It's never a good idea to intentionally make a misstatement in a bankruptcy petition. The difference between an honest error and a deliberate underestimate of an asset's value can mean a criminal conviction. If the asset is your automobile, however, there's a chance that it may be safe from Chapter 7 liquidation even if you're honest about its value.
Chapter 7 Exemptions
When you file for Chapter 7, everything you own at the time – including your car – becomes part of your bankruptcy estate. This is the property that the trustee can liquidate to raise money to pay your creditors. The law doesn't want to leave you with nothing when the bankruptcy process is completed, so it provides for exemptions that allow you to keep some assets. There are both federal and state exemptions. In some states, debtors must claim the local exemptions, but in others, they have a choice between either federal or state exemptions. The federal exemption for an automobile is $3,675 as of July 2013. If your automobile is legitimately worth $10,000 and you have a $6,500 loan against it, the trustee won't sell it if you apply the federal exemption because the exemption is greater than your equity. The sale would not result in any payment to your creditors. If your car is worth $10,000 and there's no lien against it, however, this leaves $6,325 in unprotected equity available for your creditors. The trustee will most likely liquidate the vehicle, but when he does, you're entitled to receive the exemption amount in cash. Only the balance of the proceeds can go to your creditors.
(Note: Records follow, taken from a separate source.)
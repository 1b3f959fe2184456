//! Errors raised by the ranking engine
//!
//! These abort the whole request. An item without a catalog match is not an
//! error; it is reported as [`MatchType::Missing`](super::models::MatchType).

use thiserror::Error;

/// Fatal ranking errors
#[derive(Debug, Error, Clone, PartialEq, Eq)]
pub enum RankingError {
    /// The shopping list has no items
    #[error("shopping list is empty")]
    EmptyList,

    /// Comparison mode was requested without a user location
    #[error("comparison mode requires a user location")]
    MissingLocation,

    /// Detail mode target does not exist
    #[error("market not found: {0}")]
    MarketNotFound(String),

    /// A list item or catalog entry breaks the data model
    #[error("invalid input: {0}")]
    InvalidInput(String),

    /// Engine configuration value out of range
    #[error("invalid engine configuration: {0}")]
    InvalidConfig(String),
}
Misrepresentations of Value
Before the trustee collects your available property for liquidation, he must review your Chapter 7 petition. If you claim in your bankruptcy schedules that your $10,000 automobile is worth $8,000, the trustee may not realize that the number is wrong until he sells the vehicle. If it ends up bringing in $10,000, he'll be aware that your estimation was low. If you say the car is only worth $6,000, the trustee might notice the discrepancy right away. Trustees see a lot of bankruptcy schedules – most deal with 1,000 or more Chapter 7 cases each year. Unless you have a rare car that doesn't frequently appear in debtors' paperwork, the trustee will probably realize that the number you've given isn't accurate because it doesn't match up with other vehicles of the same make, model and year. The trustee might question you to find out how you arrived at the value.
Getting an Accurate Value
The law is clear that it's a debtor's responsibility to come up with accurate values for his assets, so you might want to do your homework regarding your car's true value. Check the year, make and model against any one of the auto price guides. Use the Internet to find out how much cars like yours are selling for in private transactions as well as at auction. Don't make comparisons with cars in poor condition if you've spent years waxing your hubcaps religiously and you've never missed a scheduled tune-up. If someone rear-ended you and you haven't repaired the damage yet, however, you can legitimately say that the vehicle is not in good condition and use the lower number.
Penalties for Misstating Value
Should you give in to the temptation to understate your car's value and if the discrepancy comes to the attention of the trustee, you may be subject to penalties. If your car is ultimately sold as part of your bankruptcy, you may not be entitled to get your exemption amount back. Worse, you could face federal criminal charges for bankruptcy fraud.